++++ Given information

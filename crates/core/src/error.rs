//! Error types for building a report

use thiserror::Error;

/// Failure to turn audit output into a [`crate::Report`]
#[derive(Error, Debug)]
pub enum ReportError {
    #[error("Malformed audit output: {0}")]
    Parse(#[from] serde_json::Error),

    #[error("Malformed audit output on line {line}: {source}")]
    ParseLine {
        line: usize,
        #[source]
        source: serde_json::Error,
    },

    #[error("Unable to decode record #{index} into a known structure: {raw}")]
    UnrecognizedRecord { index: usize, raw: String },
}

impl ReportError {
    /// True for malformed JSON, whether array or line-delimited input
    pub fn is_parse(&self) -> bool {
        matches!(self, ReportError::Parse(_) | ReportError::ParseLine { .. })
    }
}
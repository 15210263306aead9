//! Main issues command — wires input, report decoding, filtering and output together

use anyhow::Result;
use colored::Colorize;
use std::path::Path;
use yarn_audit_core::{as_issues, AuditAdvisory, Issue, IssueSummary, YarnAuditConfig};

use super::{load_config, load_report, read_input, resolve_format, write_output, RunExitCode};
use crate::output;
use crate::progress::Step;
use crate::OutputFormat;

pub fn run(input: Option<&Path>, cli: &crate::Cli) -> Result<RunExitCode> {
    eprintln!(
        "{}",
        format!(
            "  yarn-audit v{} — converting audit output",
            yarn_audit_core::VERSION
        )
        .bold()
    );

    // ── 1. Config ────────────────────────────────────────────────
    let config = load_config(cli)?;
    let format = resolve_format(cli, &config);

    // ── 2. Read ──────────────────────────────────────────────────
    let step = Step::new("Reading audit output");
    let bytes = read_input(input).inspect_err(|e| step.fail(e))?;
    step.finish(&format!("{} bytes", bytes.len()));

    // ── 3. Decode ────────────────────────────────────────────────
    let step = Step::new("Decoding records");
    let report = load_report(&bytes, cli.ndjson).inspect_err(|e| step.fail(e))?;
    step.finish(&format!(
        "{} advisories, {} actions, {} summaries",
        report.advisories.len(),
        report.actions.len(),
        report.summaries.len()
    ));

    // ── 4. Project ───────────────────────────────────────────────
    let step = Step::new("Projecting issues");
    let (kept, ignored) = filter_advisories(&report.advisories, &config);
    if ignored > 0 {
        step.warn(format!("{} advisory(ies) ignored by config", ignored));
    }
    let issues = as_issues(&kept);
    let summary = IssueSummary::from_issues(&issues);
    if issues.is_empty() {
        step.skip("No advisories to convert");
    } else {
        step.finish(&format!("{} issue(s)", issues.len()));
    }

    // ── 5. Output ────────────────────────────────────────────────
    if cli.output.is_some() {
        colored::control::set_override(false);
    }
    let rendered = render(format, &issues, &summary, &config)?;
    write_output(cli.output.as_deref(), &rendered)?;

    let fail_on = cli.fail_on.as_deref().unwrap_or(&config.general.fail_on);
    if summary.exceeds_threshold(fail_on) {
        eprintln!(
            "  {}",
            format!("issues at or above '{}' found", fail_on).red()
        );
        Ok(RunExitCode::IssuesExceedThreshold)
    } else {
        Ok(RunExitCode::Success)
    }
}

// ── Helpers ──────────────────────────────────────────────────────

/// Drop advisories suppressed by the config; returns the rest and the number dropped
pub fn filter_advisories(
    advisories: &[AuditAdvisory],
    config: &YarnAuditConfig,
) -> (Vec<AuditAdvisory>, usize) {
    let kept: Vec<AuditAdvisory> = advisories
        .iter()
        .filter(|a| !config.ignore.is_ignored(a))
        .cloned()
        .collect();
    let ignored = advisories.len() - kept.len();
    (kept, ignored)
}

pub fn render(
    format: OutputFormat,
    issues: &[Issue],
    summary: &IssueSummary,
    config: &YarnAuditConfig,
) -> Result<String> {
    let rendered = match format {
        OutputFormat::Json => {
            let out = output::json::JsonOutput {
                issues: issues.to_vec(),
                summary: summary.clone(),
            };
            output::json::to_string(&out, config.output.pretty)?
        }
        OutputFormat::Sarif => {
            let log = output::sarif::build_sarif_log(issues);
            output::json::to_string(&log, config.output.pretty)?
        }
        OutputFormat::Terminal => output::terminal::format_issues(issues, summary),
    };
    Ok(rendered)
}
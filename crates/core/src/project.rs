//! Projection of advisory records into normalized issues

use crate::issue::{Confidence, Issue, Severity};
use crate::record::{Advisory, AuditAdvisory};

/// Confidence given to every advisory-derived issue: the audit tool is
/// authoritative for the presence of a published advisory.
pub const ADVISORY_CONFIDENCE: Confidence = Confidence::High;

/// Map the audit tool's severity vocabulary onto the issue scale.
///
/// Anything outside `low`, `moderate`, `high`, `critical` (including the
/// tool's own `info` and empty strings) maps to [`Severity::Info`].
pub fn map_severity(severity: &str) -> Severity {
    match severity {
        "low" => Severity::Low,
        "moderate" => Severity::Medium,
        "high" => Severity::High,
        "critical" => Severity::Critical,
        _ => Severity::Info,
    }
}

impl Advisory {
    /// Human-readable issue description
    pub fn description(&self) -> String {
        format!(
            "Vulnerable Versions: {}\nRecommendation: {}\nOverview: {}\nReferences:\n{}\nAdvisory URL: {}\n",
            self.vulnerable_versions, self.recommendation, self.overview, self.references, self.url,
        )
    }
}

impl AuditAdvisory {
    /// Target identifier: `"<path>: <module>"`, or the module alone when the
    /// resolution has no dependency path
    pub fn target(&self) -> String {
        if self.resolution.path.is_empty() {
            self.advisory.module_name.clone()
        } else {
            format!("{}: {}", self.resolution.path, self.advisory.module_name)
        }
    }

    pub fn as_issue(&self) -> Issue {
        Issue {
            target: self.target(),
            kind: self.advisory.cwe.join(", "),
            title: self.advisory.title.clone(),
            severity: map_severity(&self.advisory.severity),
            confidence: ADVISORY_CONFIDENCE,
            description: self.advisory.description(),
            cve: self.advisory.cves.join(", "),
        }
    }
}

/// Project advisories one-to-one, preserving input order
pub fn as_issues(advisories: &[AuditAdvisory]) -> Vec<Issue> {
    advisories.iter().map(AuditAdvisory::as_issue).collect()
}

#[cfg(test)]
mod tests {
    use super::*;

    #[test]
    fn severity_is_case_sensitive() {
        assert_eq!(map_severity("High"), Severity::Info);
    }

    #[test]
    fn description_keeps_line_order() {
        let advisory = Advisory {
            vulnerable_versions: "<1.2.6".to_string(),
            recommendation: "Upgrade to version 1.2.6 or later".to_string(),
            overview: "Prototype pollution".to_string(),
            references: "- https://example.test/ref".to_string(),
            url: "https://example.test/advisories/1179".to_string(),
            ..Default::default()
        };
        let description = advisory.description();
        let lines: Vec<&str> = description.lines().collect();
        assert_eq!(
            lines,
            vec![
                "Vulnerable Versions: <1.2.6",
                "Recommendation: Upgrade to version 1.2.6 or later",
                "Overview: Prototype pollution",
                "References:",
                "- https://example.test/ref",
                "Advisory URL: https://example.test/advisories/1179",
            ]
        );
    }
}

++++++++

What to do
In the records above, collect each line with "lines".

Solution to this problem
        let lines: Vec<&str> = description.lines().collect();
            lines,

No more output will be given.